A model of arousal dynamics is applied to predict objective performance and subjective sleepiness measures, including lapses and reaction time on a visual Performance Vigilance Test (vPVT), performance on a mathematical addition task (ADD), and the Karolinska Sleepiness Scale (KSS). The arousal dynamics model is comprised of a physiologically based flip-flop switch between the wake- and sleep-active neuronal populations and a dynamic circadian oscillator, thus allowing prediction of sleep propensity. Published group-level experimental constant routine (CR) and forced desynchrony (FD) data are used to calibrate the model to predict performance and sleepiness. Only the studies using dim light (<15 lux) during alertness measurements and controlling for sleep and entrainment before the start of the protocol are selected for modeling. This is done to avoid the direct alerting effects of light and effects of prior sleep debt and circadian misalignment on the data. The results show that linear combination of circadian and homeostatic drives is sufficient to predict dynamics of a variety of sleepiness and performance measures during CR and FD protocols, with sleep-wake cycles ranging from 20 to 42.85 h and a 2:1 wake-to-sleep ratio. New metrics relating model outputs to performance and sleepiness data are developed and tested against group average outcomes from 7 (vPVT lapses), 5 (ADD), and 8 (KSS) experimental protocols, showing good quantitative and qualitative agreement with the data (root mean squared error of 0.38, 0.19, and 0.35, respectively). The weights of the homeostatic and circadian effects are found to be different between the measures, with KSS having stronger homeostatic influence compared with the objective measures of performance.
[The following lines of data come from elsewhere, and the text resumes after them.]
use std::fs;
use std::path::{Path, PathBuf};

use walkdir::WalkDir;

pub fn ensure_dir(path: &Path) -> std::io::Result<()> {
    fs::create_dir_all(path)
}

pub fn is_non_empty_file(path: &Path) -> bool {
    fs::metadata(path)
        .map(|meta| meta.is_file() && meta.len() > 0)
        .unwrap_or(false)
}

#[cfg(unix)]
pub fn is_executable(path: &Path) -> bool {
    use std::os::unix::fs::PermissionsExt;

    fs::metadata(path)
        .map(|meta| meta.is_file() && meta.permissions().mode() & 0o111 != 0)
        .unwrap_or(false)
}

#[cfg(not(unix))]
pub fn is_executable(path: &Path) -> bool {
    path.is_file()
}

// Recursively collects files whose extension matches one of `extensions` (lowercase, no dot).
pub fn files_with_extensions(root: &Path, extensions: &[&str]) -> Vec<PathBuf> {
    let mut out = Vec::new();
    for entry in WalkDir::new(root).into_iter().filter_map(Result::ok) {
        if !entry.file_type().is_file() {
            continue;
        }
        let matches = entry
            .path()
            .extension()
            .and_then(|ext| ext.to_str())
            .map(|ext| {
                let ext = ext.to_lowercase();
                extensions.iter().any(|wanted| *wanted == ext)
            })
            .unwrap_or(false);
        if matches {
            out.push(entry.into_path());
        }
    }
    out.sort();
    out
}

/// Returns `dir/stem.ext`, or the first free `dir/stem (n).ext` when that name is taken.
pub fn next_available_path(dir: &Path, stem: &str, ext: &str) -> PathBuf {
    let file_name = |suffix: Option<u32>| {
        let base = match suffix {
            Some(idx) => format!("{stem} ({idx})"),
            None => stem.to_string(),
        };
        if ext.is_empty() {
            base
        } else {
            format!("{base}.{ext}")
        }
    };

    let first = dir.join(file_name(None));
    if !first.exists() {
        return first;
    }
    let mut idx = 1u32;
    loop {
        let candidate = dir.join(file_name(Some(idx)));
        if !candidate.exists() {
            return candidate;
        }
        idx += 1;
    }
}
Using FD data in addition to CR data allows us to challenge the model in conditions of both acute sleep deprivation and structured circadian misalignment, ensuring that the role of the circadian and homeostatic drives in performance is properly captured.
一个觉醒动力学模型被应用于预测客观表现和主观困倦测量,包括视觉警觉性测试(vPVT)的失误和反应时间、数学加法任务(ADD)的表现以及卡罗林斯卡困倦量表(KSS)的得分。该觉醒动力学模型由一个在觉醒和睡眠活跃神经元群体之间基于生理的翻转开关和一个动态的昼夜节律振荡器组成,从而允许预测睡眠倾向。发表的组水平实验恒常程序(CR)和强制去同步(FD)数据被用于校准模型以预测表现和困倦。仅选择在警觉测量期间使用低光照(<15 勒克斯)且在协议开始前控制睡眠和同步的研究进行建模。这是为了避免光的直接警觉效应以及先前的睡眠债务和昼夜节律失准对数据的影响。结果表明,昼夜节律和内稳态驱动的线性组合足以预测 CR 和 FD 协议期间各种困倦和表现测量的动力学,睡眠-觉醒周期范围从 20 到 42.85 小时,并且有 2:1 的觉醒到睡眠比。开发了新的指标,将模型输出与表现和困倦数据相关联,并与来自 7(vPVT 失误)、5(ADD)和 8(KSS)实验协议的组平均结果进行比较,结果显示与数据具有良好的定量和定性一致性(均方根误差分别为 0.38、0.19 和 0.35)。发现这些措施之间的内稳态和昼夜节律效应的权重不同,与客观表现测量相比,KSS 具有更强的内稳态影响。除了 CR 数据外,还使用 FD 数据,这使得我们能够在急性睡眠剥夺和结构化昼夜节律失准的条件下对模型提出挑战,确保昼夜节律和内稳态驱动在表现中的作用得到正确捕捉。